- Born: 1955 (age 70–71) Ürümqi, Xinjiang, China
- Education: Wuhan University University of California, Los Angeles Massachusetts Institute of Technology
- Spouse: Xinnian Dong
- Scientific career
- Fields: Oncology
- Workplaces: Duke University
- Academic advisors: Robert Weinberg

= Xiao-Fan Wang =

Sino-American oncologist (born 1955)

Xiao-Fan Wang (王小凡 (Wāng Xiǎofán); born 1955) is a Chinese-American oncologist. He is the Donald and Elizabeth Cooke Professor of Cancer Research at Duke University School of Medicine.

==Biography==
Wang was born in Ürümqi, Xinjiang, China in 1955. His family moved to a village in Henan province in the 1970s, during the Cultural Revolution, his mother was imprisoned by local government for "historical questions". Wang was raised by his paternal grandmother. Before graduating from primary school, he was assigned to work as a worker in a factory for 8 years. After resuming the college entrance examination, he entered Wuhan University, majoring in biochemistry, where he graduated in 1982. After college, he was accepted to the Chinese Academy of Sciences, he attended the China-United States Biochemistry Examination and Application (CUSBEA) and was sent abroad to study at the expense of the Chinese government with his wife Xinnian Dong. Wang earned his doctor's degree in biology from the University of California, Los Angeles in 1986. He did post-doctoral research at the Whitehead Institute for Biomedical Research, Massachusetts Institute of Technology from 1987 to 1992 under Professor Robert Weinberg.
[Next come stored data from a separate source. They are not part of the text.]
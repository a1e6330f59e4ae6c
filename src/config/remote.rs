//! Git remote URL parsing.

/// A parsed repository location on some hosting provider.
#[derive(Debug, Clone, PartialEq, Eq)]
pub struct GitUrl {
    /// `http` or `https`. SSH remotes map to `https`, the API protocol.
    pub protocol: String,
    pub host: String,
    /// Owner path. May contain `/` for GitLab subgroups.
    pub owner: String,
    pub repo: String,
}

impl std::fmt::Display for GitUrl {
    fn fmt(&self, f: &mut std::fmt::Formatter<'_>) -> std::fmt::Result {
        write!(f, "{}/{}/{}", self.host, self.owner, self.repo)
    }
}

/// Parse protocol, host, owner and repo from a remote URL.
///
/// Supports:
/// - HTTPS/HTTP: `https://host/owner/repo.git`, optionally with `user@`
/// - SCP-style SSH: `git@host:owner/repo.git`
/// - SSH URLs: `ssh://git@host/owner/repo.git`
/// - With or without `.git` suffix
///
/// Returns `None` when the URL has no owner or repo segment.
pub fn parse_git_url(url: &str) -> Option<GitUrl> {
    let url = url.trim();

    if let Some(rest) = url.strip_prefix("ssh://") {
        let (host, path) = rest.split_once('/')?;
        return build("https", strip_userinfo(host), path);
    }

    for protocol in ["https", "http"] {
        if let Some(rest) = url
            .strip_prefix(protocol)
            .and_then(|r| r.strip_prefix("://"))
        {
            let (host, path) = rest.split_once('/')?;
            return build(protocol, strip_userinfo(host), path);
        }
    }

    // SCP-style: git@host:owner/repo.git
    let (authority, path) = url.split_once(':')?;
    if authority.contains('/') {
        return None;
    }
    build("https", strip_userinfo(authority), path)
}

fn strip_userinfo(authority: &str) -> &str {
    authority
        .rsplit_once('@')
        .map_or(authority, |(_, host)| host)
}

fn build(protocol: &str, host: &str, path: &str) -> Option<GitUrl> {
    if host.is_empty() {
        return None;
    }

    let path = path.strip_suffix('/').unwrap_or(path);
    let path = path.strip_suffix(".git").unwrap_or(path);

    let (owner, repo) = path.rsplit_once('/')?;
    if owner.is_empty() || repo.is_empty() || owner.split('/').any(str::is_empty) {
        return None;
    }

    Some(GitUrl {
        protocol: protocol.to_string(),
        host: host.to_string(),
        owner: owner.to_string(),
        repo: repo.to_string(),
    })
}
Wang has taught at Duke University since 1992. He was promoted to associate professor in 1992 and to full Professor in 2003.

Wang was elected as a foreign academician of the Chinese Academy of Sciences on November 28, 2017.

==Personal life==
Wang's father-in-law, Dong Fureng (董辅礽; 1927-2004), was a Chinese-American economist. His mother-in-law, Liu Ainian (刘蔼年), is a Chinese-American ophthalmologist. His wife, Xinnian Dong (董欣年), is a professor at Duke University and an academician of the American Academy of Arts and Sciences and National Academy of Sciences.